27 September 2008

Nikmatnya Ramadhan di Kampung


SUBHANALLAH, melewati bulan Ramadhan di kampung sungguh nikmat. Apalagi setelah sekian lama kita terjerembab di tengah keruwetan, kemacetan, dan kesibukan sebuah metropolitan seperti Jakarta.




Maka aku sungguh bersyukur, Ramadhan 2008 ini bisa pulang kampung menjelang 10 hari terakhir bulan suci ini.
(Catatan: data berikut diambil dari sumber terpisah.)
//! # Command Line Interface
//!
//! Indexes an inventory into the encrypted cache and queries it.
//!
//! The cache password is read from `VAULTDEX_CACHE_PASSWORD` or, when that is
//! unset, from the first line of stdin. It is never written anywhere.

pub mod output;

use anyhow::{bail, Context};
use chrono::Utc;
use clap::{Parser, Subcommand};
use std::io::BufRead;
use std::path::PathBuf;
use std::sync::Arc;
use tracing::{info, warn};

use crate::config::AppConfig;
use crate::domain::SecretString;
use crate::indexing::spawn_scheduler;
use crate::observability::{init_observability, log_config_info};
use crate::services::VaultIndexService;
use crate::source::{InventoryDataSource, VaultDataSource};
use output::{
    describe_load, print_hits_table, print_output_format, print_report_table, print_stats_table,
    OutputFormat,
};

/// Environment variable holding the cache password
pub const PASSWORD_ENV: &str = "VAULTDEX_CACHE_PASSWORD";

/// Largest accepted `expiring --days` window
pub const MAX_WINDOW_DAYS: i64 = 36_500;

#[derive(Parser)]
#[command(name = "vaultdex")]
#[command(about = "Encrypted cross-vault search for secrets, keys and certificates")]
#[command(version = env!("CARGO_PKG_VERSION"))]
pub struct Cli {
    #[command(subcommand)]
    pub command: Commands,

    /// Cache directory override
    #[arg(long, global = true)]
    pub cache_dir: Option<PathBuf>,

    /// Output format
    #[arg(short, long, global = true, value_enum, default_value = "table")]
    pub output: OutputFormat,

    /// Enable verbose logging
    #[arg(short, long, global = true)]
    pub verbose: bool,
}

#[derive(Subcommand)]
pub enum Commands {
    /// Crawl every vault in an inventory file and update the cache
    Index {
        /// JSON inventory of subscriptions, vaults and their contents
        #[arg(long)]
        inventory: PathBuf,

        /// Keep running and re-index on the configured interval
        #[arg(long)]
        watch: bool,
    },

    /// Search cached secret, key and certificate names across all vaults
    Search {
        term: String,

        /// Maximum number of results
        #[arg(long)]
        limit: Option<usize>,
    },

    /// List certificates (or secrets) expiring soon
    Expiring {
        /// Window in days
        #[arg(long, default_value_t = 30, value_parser = clap::value_parser!(i64).range(0..=MAX_WINDOW_DAYS))]
        days: i64,

        /// Report secrets instead of certificates
        #[arg(long)]
        secrets: bool,
    },

    /// Show cache counts and expiration totals
    Stats,

    /// Delete the cache
    Clear,
}

/// Run CLI commands
pub async fn run_cli() -> anyhow::Result<()> {
    let cli = Cli::parse();

    let mut config = AppConfig::from_env()?;
    if let Some(dir) = cli.cache_dir.clone() {
        config.cache.cache_dir = dir;
    }
    if cli.verbose {
        config.observability.log_level = "debug".to_string();
    }
    let metrics = init_observability(&config.observability)?;
    log_config_info(&config);

    match cli.command {
        Commands::Index { inventory, watch } => {
            let password = read_password()?;
            let source = InventoryDataSource::from_file(&inventory)
                .await?
                .with_page_size(config.indexing.list_page_size);
            let source: Arc<dyn VaultDataSource> = Arc::new(source);
            let service =
                VaultIndexService::new(&config, source, Some(password.clone()), metrics)?;
            eprintln!("{}", describe_load(&service.load(&password).await));

            let report = service.run_indexing().await?;
            match cli.output {
                OutputFormat::Table => print_report_table(&report),
                format => print_output_format(&report, format)?,
            }

            if watch {
                watch_until_interrupted(&config, &service).await?;
                service.save(&password).await?;
            }
        }
        Commands::Search { term, limit } => {
            let service = open_service(&config, metrics).await?;
            let mut hits = service.global_search(&term).await;
            if let Some(limit) = limit {
                hits.truncate(limit);
            }
            match cli.output {
                OutputFormat::Table => print_hits_table(&hits, Utc::now()),
                format => print_output_format(&hits, format)?,
            }
        }
        Commands::Expiring { days, secrets } => {
            let service = open_service(&config, metrics).await?;
            let hits = if secrets {
                service.expiring_secrets(days).await
            } else {
                service.expiring_certificates(days).await
            };
            match cli.output {
                OutputFormat::Table => print_hits_table(&hits, Utc::now()),
                format => print_output_format(&hits, format)?,
            }
        }
        Commands::Stats => {
            let service = open_service(&config, metrics).await?;
            let stats = service.stats().await;
            match cli.output {
                OutputFormat::Table => print_stats_table(&stats),
                format => print_output_format(&stats, format)?,
            }
        }
        Commands::Clear => {
            let service = VaultIndexService::new(
                &config,
                Arc::new(InventoryDataSource::new(Default::default())),
                None,
                metrics,
            )?;
            service.clear_cache().await?;
            println!("Cache cleared: {}", config.cache.cache_dir.display());
        }
    }

    Ok(())
}

/// Build a query-only service and load the cache into it
async fn open_service(
    config: &AppConfig,
    metrics: crate::observability::MetricsRecorder,
) -> anyhow::Result<VaultIndexService> {
    let password = read_password()?;
    let source: Arc<dyn VaultDataSource> = Arc::new(InventoryDataSource::new(Default::default()));
    let service = VaultIndexService::new(config, source, None, metrics)?;
    eprintln!("{}", describe_load(&service.load(&password).await));
    Ok(service)
}

async fn watch_until_interrupted(
    config: &AppConfig,
    service: &VaultIndexService,
) -> anyhow::Result<()> {
    let Some(period) = config.indexing.reindex_interval() else {
        warn!("Re-indexing is disabled (VAULTDEX_REINDEX_INTERVAL_SECONDS=0); exiting");
        return Ok(());
    };

    let scheduler = spawn_scheduler(service.coordinator().clone(), period);
    info!(period_seconds = period.as_secs(), "Watching for changes; press Ctrl-C to stop");
    tokio::signal::ctrl_c().await.context("Failed to listen for Ctrl-C")?;

    scheduler.shutdown();
    scheduler.join().await;
    if service.cancel_indexing().await {
        info!("Cancelled running pass");
    }
    Ok(())
}

fn read_password() -> anyhow::Result<SecretString> {
    if let Ok(password) = std::env::var(PASSWORD_ENV) {
        return non_empty(password);
    }

    let mut line = String::new();
    std::io::stdin()
        .lock()
        .read_line(&mut line)
        .context("Failed to read cache password from stdin")?;
    non_empty(line.trim_end_matches(['\r', '\n']).to_string())
}

fn non_empty(password: String) -> anyhow::Result<SecretString> {
    if password.is_empty() {
        bail!("Cache password is empty; set {} or pipe it on stdin", PASSWORD_ENV);
    }
    Ok(SecretString::new(password))
}

#[cfg(test)]
mod tests {
    use super::*;
    use clap::CommandFactory;

    #[test]
    fn test_cli_definition_is_valid() {
        Cli::command().debug_assert();
    }

    #[test]
    fn test_parse_expiring() {
        let cli = Cli::try_parse_from(["vaultdex", "expiring", "--days", "60", "--secrets", "-o", "json"])
            .unwrap();
        assert_eq!(cli.output, OutputFormat::Json);
        match cli.command {
            Commands::Expiring { days, secrets } => {
                assert_eq!(days, 60);
                assert!(secrets);
            }
            _ => panic!("expected expiring"),
        }
    }

    #[test]
    fn test_expiring_days_bounded() {
        assert!(Cli::try_parse_from(["vaultdex", "expiring", "--days=-1"]).is_err());
        assert!(Cli::try_parse_from(["vaultdex", "expiring", "--days", "100000000"]).is_err());
        assert!(Cli::try_parse_from(["vaultdex", "expiring", "--days", "36500"]).is_ok());
    }

    #[test]
    fn test_index_requires_inventory() {
        assert!(Cli::try_parse_from(["vaultdex", "index"]).is_err());
    }

    #[test]
    fn test_empty_password_rejected() {
        assert!(non_empty(String::new()).is_err());
        assert_eq!(non_empty("pw".to_string()).unwrap().expose_secret(), "pw");
    }
}
//! Search results
//!
//! Hits are computed on demand from cached records and never persisted.

use chrono::{DateTime, Utc};
use serde::Serialize;

use super::vault::{ResourceMeta, ResourceType};
use crate::expiration::{self, ExpirationStatus};

/// Which field of the resource produced the match
#[derive(Debug, Clone, Copy, PartialEq, Eq, Serialize)]
#[serde(rename_all = "snake_case")]
pub enum MatchField {
    Name,
    /// Tag key or tag value (session index only)
    Tag,
    /// Secret or certificate value (session index only)
    Value,
    /// Resource type listing rather than a term match, e.g. expiration queries
    None,
}

/// One matching resource in one vault
#[derive(Debug, Clone, PartialEq, Serialize)]
pub struct SearchHit {
    pub vault_identifier: String,
    pub resource_type: ResourceType,
    pub name: String,
    /// Relevance in 0..=100
    pub score: u8,
    pub matched_on: MatchField,
    pub source: ResourceMeta,
}

impl SearchHit {
    pub fn new(
        vault_identifier: impl Into<String>,
        source: ResourceMeta,
        score: u8,
        matched_on: MatchField,
    ) -> Self {
        Self {
            vault_identifier: vault_identifier.into(),
            resource_type: source.resource_type(),
            name: source.name().to_string(),
            score,
            matched_on,
            source,
        }
    }

    pub fn expires_on(&self) -> Option<DateTime<Utc>> {
        self.source.expires_on()
    }

    /// Alert bucket of the underlying resource relative to `now`
    pub fn expiration_status(&self, now: DateTime<Utc>) -> ExpirationStatus {
        expiration::classify(self.expires_on(), now)
    }
}
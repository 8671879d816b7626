//! Expiration classification for secrets and certificates
//!
//! Maps an optional expiry timestamp to the alert bucket used both for
//! per-resource display and for the cache's expiring-resource queries.

use chrono::{DateTime, Duration, Utc};
use serde::{Deserialize, Serialize};
use std::fmt;

/// Expiring within this many days is critical
pub const CRITICAL_DAYS: i64 = 30;

/// Expiring within this many days is a warning
pub const WARNING_DAYS: i64 = 60;

/// Alert bucket for a resource's expiry
#[derive(Debug, Clone, Copy, PartialEq, Eq, Hash, PartialOrd, Ord, Serialize, Deserialize)]
#[serde(rename_all = "snake_case")]
pub enum ExpirationStatus {
    Expired,
    Critical,
    Warning,
    Safe,
    NoExpiration,
}

impl ExpirationStatus {
    pub fn as_str(&self) -> &'static str {
        match self {
            Self::Expired => "expired",
            Self::Critical => "critical",
            Self::Warning => "warning",
            Self::Safe => "safe",
            Self::NoExpiration => "no_expiration",
        }
    }

    /// Human-readable label for table output
    pub fn label(&self) -> &'static str {
        match self {
            Self::Expired => "Expired",
            Self::Critical => "Expires within 30 days",
            Self::Warning => "Expires within 60 days",
            Self::Safe => "OK",
            Self::NoExpiration => "No expiry",
        }
    }

    /// Whether this bucket should raise an alert
    pub fn needs_attention(&self) -> bool {
        matches!(self, Self::Expired | Self::Critical | Self::Warning)
    }
}

impl fmt::Display for ExpirationStatus {
    fn fmt(&self, f: &mut fmt::Formatter<'_>) -> fmt::Result {
        write!(f, "{}", self.as_str())
    }
}

/// Classify an expiry timestamp relative to `now`.
///
/// Boundaries are inclusive: exactly 30 days out is `Critical`, exactly 60 days
/// out is `Warning`, and an expiry equal to `now` is not yet `Expired`.
pub fn classify(expires_on: Option<DateTime<Utc>>, now: DateTime<Utc>) -> ExpirationStatus {
    let Some(expires_on) = expires_on else {
        return ExpirationStatus::NoExpiration;
    };

    if expires_on < now {
        return ExpirationStatus::Expired;
    }

    let remaining = expires_on - now;
    if remaining <= Duration::days(CRITICAL_DAYS) {
        ExpirationStatus::Critical
    } else if remaining <= Duration::days(WARNING_DAYS) {
        ExpirationStatus::Warning
    } else {
        ExpirationStatus::Safe
    }
}

/// Whole days until expiry; negative once expired
pub fn days_until(expires_on: Option<DateTime<Utc>>, now: DateTime<Utc>) -> Option<i64> {
    expires_on.map(|at| (at - now).num_days())
}

/// Whether `expires_on` falls within `days` of `now` (already expired included).
///
/// A window reaching past the representable date range has no upper bound.
pub fn expires_within(expires_on: Option<DateTime<Utc>>, now: DateTime<Utc>, days: i64) -> bool {
    let Some(at) = expires_on else {
        return false;
    };
    match Duration::try_days(days).and_then(|window| now.checked_add_signed(window)) {
        Some(limit) => at <= limit,
        None => days > 0,
    }
}
//! # Indexing
//!
//! Crawls every vault reachable through a [`crate::source::VaultDataSource`]
//! and writes the results into the cache layers.
//!
//! At most one pass runs at a time. A vault that fails or times out is
//! recorded in the pass report and the pass moves on.

pub mod coordinator;
pub mod job;
pub mod scheduler;

pub use coordinator::{CoordinatorBuilder, CoordinatorSettings, IndexingCoordinator, PassHandle};
pub use job::{IndexFailure, IndexingJob, JobStatus, PassOutcome, PassReport};
pub use scheduler::{spawn_scheduler, SchedulerHandle};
Jika orang-orang kota memerlukan iktikaf (berdiam diri) di masjid-masjid pada sepekan terakhir menjelang Lebaran, maka kampung bagiku ibarat masjid tempat iktikaf. Di sinilah aku bisa merasakan suasana Ramadhan yang bersahaja namun penuh makna.

Kampung kami, di pinggiran kota Sragen, sekitar 25-an kilometer sebelah timur Solo, punya tradisi Ramadhan yang terhitung unik. Jika biasanya kampung sepi sunyi, pada bulan puasa kampung tiba-tiba menjadi hidup. Orang-orang kampung yang sebagian besar merantau ke Ibukota atau ke luar Jawa, satu demi satu muncul lagi di kampung kami begitu puasa dimulai. Mereka sengaja mudik, bukan saja karena ingin merayakan Idul Fitri yang masih lama, tapi lebih karena ingin menjalankan ibadah puasa di kampung halaman.

Ada perbedaan kemeriahan Ramadhan di kampung kami dengan Ramadhan di perkotaan. Di kampungku sekitar seminggu atau dua minggu menjelang bulan Ramadhan, anak-anak muda aktivis Remaja Islam Masjid (Risma) dengan inisiatif sendiri mulai membentuk susunan panitia Ramadhan yang terdiri kalangan muda semua. Orang-orang tua cukup kami persilakan rajin beribadah dan siap dilayani saja :). Panitia antara lain terdiri petugas pencari dai atau khotib penceramah tarawih, petugas jlaburan (snack tarawih), dan petugas pengumpul infak dan zakat.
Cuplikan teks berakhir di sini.